* Task objective
The word to find is "ChatCompletionRequest". State how many lines below contain it, giving only the number.

* Extracted records

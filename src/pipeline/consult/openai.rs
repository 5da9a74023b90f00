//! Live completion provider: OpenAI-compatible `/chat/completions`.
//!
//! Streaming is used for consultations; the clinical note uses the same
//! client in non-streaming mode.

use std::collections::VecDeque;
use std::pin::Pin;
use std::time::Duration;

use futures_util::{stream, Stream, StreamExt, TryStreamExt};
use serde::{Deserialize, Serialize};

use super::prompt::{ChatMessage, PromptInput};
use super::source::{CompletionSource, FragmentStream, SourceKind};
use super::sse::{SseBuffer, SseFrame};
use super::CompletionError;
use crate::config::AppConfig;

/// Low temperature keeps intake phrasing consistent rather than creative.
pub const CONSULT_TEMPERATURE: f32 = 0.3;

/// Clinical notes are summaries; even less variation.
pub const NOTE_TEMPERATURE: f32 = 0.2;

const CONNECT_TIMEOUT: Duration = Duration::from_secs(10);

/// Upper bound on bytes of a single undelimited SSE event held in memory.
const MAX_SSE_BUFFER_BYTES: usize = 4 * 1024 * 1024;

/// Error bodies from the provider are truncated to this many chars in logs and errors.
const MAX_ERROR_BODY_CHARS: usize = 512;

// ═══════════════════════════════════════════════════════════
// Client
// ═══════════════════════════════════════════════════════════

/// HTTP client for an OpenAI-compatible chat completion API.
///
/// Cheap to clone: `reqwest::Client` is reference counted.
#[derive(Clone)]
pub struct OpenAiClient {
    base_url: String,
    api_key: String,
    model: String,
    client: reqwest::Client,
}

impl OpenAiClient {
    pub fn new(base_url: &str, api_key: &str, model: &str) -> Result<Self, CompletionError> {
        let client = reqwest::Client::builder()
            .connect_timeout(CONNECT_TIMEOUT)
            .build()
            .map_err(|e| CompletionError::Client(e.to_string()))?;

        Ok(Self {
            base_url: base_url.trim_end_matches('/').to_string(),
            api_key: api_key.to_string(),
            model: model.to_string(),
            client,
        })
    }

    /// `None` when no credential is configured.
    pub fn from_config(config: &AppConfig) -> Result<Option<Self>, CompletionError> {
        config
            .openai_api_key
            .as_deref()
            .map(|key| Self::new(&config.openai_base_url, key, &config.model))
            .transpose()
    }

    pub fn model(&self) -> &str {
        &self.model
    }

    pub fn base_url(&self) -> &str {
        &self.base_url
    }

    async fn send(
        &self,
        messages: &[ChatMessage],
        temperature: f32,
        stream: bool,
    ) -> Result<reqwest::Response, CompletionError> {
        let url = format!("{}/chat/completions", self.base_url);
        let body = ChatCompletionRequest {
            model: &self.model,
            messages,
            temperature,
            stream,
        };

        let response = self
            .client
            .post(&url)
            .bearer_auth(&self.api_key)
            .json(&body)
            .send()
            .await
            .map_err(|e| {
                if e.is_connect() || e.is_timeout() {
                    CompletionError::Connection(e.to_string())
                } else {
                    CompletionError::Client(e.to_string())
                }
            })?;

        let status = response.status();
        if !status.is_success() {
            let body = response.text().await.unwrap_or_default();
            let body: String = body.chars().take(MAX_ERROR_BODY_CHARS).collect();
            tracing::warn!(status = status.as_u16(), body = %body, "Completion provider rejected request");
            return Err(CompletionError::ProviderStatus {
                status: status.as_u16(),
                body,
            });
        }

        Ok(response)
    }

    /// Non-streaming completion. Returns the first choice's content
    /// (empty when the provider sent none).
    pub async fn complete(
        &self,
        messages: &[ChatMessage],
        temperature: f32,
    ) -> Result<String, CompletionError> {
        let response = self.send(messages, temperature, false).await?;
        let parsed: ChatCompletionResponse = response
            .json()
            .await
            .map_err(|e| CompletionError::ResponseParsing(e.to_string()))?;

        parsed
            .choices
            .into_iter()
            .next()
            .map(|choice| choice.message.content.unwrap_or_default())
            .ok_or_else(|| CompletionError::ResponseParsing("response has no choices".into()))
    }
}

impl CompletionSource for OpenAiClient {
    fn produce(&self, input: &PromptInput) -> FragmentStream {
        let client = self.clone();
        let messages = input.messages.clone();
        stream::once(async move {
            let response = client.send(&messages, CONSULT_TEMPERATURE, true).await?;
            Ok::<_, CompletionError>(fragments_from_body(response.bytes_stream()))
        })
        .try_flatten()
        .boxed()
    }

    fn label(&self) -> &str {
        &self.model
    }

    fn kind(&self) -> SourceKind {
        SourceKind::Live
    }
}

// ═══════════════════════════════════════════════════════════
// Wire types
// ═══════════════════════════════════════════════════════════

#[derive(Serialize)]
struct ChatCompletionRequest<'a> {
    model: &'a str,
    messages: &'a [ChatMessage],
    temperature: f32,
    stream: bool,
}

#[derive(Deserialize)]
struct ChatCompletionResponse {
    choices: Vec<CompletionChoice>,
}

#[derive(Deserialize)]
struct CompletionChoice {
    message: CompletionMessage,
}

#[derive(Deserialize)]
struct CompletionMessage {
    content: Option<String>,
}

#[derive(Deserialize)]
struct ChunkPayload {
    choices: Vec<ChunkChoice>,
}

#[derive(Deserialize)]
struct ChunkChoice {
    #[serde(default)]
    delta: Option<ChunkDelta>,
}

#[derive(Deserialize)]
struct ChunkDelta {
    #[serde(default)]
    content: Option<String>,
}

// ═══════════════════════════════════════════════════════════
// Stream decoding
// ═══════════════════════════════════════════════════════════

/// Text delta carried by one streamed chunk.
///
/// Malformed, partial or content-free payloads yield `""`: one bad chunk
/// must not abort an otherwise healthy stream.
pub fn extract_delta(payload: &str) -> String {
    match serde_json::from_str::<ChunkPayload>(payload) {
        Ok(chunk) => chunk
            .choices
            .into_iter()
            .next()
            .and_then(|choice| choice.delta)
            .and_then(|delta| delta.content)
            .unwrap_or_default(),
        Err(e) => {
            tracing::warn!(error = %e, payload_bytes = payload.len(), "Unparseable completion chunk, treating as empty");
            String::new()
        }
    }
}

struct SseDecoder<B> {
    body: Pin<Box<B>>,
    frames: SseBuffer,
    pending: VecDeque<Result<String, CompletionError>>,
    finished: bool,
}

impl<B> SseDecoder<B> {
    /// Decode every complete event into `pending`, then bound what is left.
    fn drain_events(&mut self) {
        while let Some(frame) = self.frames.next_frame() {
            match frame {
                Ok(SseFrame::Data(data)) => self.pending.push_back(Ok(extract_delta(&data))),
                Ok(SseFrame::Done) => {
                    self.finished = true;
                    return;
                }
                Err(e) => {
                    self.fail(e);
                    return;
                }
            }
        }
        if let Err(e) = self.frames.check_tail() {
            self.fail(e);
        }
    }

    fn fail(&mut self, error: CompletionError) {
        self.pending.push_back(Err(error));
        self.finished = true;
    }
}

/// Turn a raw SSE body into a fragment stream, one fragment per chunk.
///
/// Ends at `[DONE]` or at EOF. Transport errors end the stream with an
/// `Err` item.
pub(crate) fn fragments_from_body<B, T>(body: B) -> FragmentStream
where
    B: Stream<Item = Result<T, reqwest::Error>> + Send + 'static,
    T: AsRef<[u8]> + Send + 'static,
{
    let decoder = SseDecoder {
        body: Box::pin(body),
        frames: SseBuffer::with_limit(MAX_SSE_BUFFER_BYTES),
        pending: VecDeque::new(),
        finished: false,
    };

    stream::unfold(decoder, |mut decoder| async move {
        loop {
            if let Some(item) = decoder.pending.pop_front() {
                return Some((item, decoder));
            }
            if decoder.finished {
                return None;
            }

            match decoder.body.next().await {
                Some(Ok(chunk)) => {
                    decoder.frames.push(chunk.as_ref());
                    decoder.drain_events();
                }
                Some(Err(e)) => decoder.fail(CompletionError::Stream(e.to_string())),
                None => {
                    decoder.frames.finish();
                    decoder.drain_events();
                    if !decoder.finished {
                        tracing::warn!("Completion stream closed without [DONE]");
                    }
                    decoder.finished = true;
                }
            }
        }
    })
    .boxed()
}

* Output below
2